# The problem
Copy out exactly the stretch of the listing below that begins at the line containing "simulated world. It" and ends at the line containing "pub mod ops;", and copy nothing outside it.
Segment Open
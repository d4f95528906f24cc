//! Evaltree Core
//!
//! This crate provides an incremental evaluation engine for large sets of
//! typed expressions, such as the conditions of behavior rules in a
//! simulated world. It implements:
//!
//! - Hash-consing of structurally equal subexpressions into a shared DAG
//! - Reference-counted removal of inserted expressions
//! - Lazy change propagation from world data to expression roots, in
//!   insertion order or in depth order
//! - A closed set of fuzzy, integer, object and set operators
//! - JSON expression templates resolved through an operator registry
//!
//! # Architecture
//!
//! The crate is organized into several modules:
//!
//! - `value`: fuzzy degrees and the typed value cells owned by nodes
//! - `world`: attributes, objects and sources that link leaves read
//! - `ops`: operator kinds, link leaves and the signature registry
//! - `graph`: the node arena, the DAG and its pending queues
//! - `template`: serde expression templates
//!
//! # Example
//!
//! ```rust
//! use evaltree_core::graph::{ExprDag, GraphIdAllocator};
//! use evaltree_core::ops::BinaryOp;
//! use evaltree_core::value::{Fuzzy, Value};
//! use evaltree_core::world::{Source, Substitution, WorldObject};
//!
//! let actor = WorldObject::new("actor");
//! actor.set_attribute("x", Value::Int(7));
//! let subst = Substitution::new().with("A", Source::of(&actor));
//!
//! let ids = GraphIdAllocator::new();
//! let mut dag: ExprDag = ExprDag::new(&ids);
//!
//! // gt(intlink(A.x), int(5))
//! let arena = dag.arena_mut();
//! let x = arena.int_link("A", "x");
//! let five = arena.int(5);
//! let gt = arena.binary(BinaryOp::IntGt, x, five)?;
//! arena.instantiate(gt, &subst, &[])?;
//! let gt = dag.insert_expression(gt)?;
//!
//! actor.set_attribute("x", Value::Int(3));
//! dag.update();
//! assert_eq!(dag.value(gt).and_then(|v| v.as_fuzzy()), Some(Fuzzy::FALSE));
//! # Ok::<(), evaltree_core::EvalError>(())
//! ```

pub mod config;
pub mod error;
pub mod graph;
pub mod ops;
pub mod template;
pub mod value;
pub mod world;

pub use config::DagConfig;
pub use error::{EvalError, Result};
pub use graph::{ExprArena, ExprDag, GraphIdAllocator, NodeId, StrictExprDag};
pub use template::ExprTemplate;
Segment Closed
# The completed task
//! simulated world. It implements:
//!
//! - Hash-consing of structurally equal subexpressions into a shared DAG
//! - Reference-counted removal of inserted expressions
//! - Lazy change propagation from world data to expression roots, in
//!   insertion order or in depth order
//! - A closed set of fuzzy, integer, object and set operators
//! - JSON expression templates resolved through an operator registry
//!
//! # Architecture
//!
//! The crate is organized into several modules:
//!
//! - `value`: fuzzy degrees and the typed value cells owned by nodes
//! - `world`: attributes, objects and sources that link leaves read
//! - `ops`: operator kinds, link leaves and the signature registry
//! - `graph`: the node arena, the DAG and its pending queues
//! - `template`: serde expression templates
//!
//! # Example
//!
//! ```rust
//! use evaltree_core::graph::{ExprDag, GraphIdAllocator};
//! use evaltree_core::ops::BinaryOp;
//! use evaltree_core::value::{Fuzzy, Value};
//! use evaltree_core::world::{Source, Substitution, WorldObject};
//!
//! let actor = WorldObject::new("actor");
//! actor.set_attribute("x", Value::Int(7));
//! let subst = Substitution::new().with("A", Source::of(&actor));
//!
//! let ids = GraphIdAllocator::new();
//! let mut dag: ExprDag = ExprDag::new(&ids);
//!
//! // gt(intlink(A.x), int(5))
//! let arena = dag.arena_mut();
//! let x = arena.int_link("A", "x");
//! let five = arena.int(5);
//! let gt = arena.binary(BinaryOp::IntGt, x, five)?;
//! arena.instantiate(gt, &subst, &[])?;
//! let gt = dag.insert_expression(gt)?;
//!
//! actor.set_attribute("x", Value::Int(3));
//! dag.update();
//! assert_eq!(dag.value(gt).and_then(|v| v.as_fuzzy()), Some(Fuzzy::FALSE));
//! # Ok::<(), evaltree_core::EvalError>(())
//! ```

pub mod config;
pub mod error;
pub mod graph;
pub mod ops;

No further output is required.